Overall, the three published studies reported here found that the three different methods of administering corticosterone during the post-SHRP portion of the preweaning period all had lasting effects on hippocampal-mediated trace eyeblink conditioning. Yet, the nature of the outcomes observed varied with the pattern of elevation (level, duration, temporal fluctuation) that each administration procedure achieved. Nonetheless, our assessment of blood levels was based on limited samples so as to constrain the conclusions that can be drawn for these results. In the first experiment, we know that pellets dramatically increased corticosterone concentrations at 24 hours and that the increase had disappeared by 3 days, but we do not know how quickly the elevations subsided. Similarly, in the second study, physiological levels were observed 24 hours following implantation of the mini-pumps, but the duration of this elevation is unclear.

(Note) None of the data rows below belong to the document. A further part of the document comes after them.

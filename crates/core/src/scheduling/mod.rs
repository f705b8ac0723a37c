//! Scheduling engine core
//!
//! - **[`window`]**: pure next-fire arithmetic for both task shapes
//! - **[`ids`]**: task id allocation and reclamation
//! - **[`params`]**: facade parameter validation (shape construction)
//! - **[`ports`]**: traits at the seams to infrastructure

pub mod ids;
pub mod params;
pub mod ports;
pub mod window;

pub use ids::{MonotonicIdAllocator, RecyclingIdAllocator};
pub use params::{fixed_shape_from_ms, interval_shape_from_ms};
pub use ports::{AlarmBoundary, CounterStore, ReminderSink, SoundTaskScheduler};
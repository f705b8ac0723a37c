//! Scheduler backends
//!
//! Two implementations of the `SoundTaskScheduler` facade:
//! - [`local`]: in-process tokio timers, no persistence
//! - [`delegating`]: forwards arming to the external alarm boundary
//!
//! [`factory`] selects between them once, at construction. Both backends
//! keep their mutable bookkeeping behind a single `parking_lot::Mutex` and
//! run boundary calls, window arithmetic and sound delivery outside it.

pub mod delegating;
pub mod error;
pub mod factory;
pub mod local;

pub use delegating::{DelegatingScheduler, DelegatingSchedulerConfig};
pub use error::{SchedulerError, SchedulerResult};
pub use factory::create_scheduler;
pub use local::{LocalTimerScheduler, LocalSchedulerConfig};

Further, the time course to corticosterone injection can vary considerably under different conditions (e.g., Abelson, Fard, Nyman, Goldkuhl, & Hau, 2009; McEwen, Weiss, & Schwartz, 1969) so that we cannot comment on how repeated injection at different times of day or on consecutive days may have affected the pattern of elevation in the third study presented above. Therefore, in a more recent and unpublished study, we assessed plasma corticosterone levels following implantation of pellets or mini-pumps, or administration of repeated injections, at multiple time points.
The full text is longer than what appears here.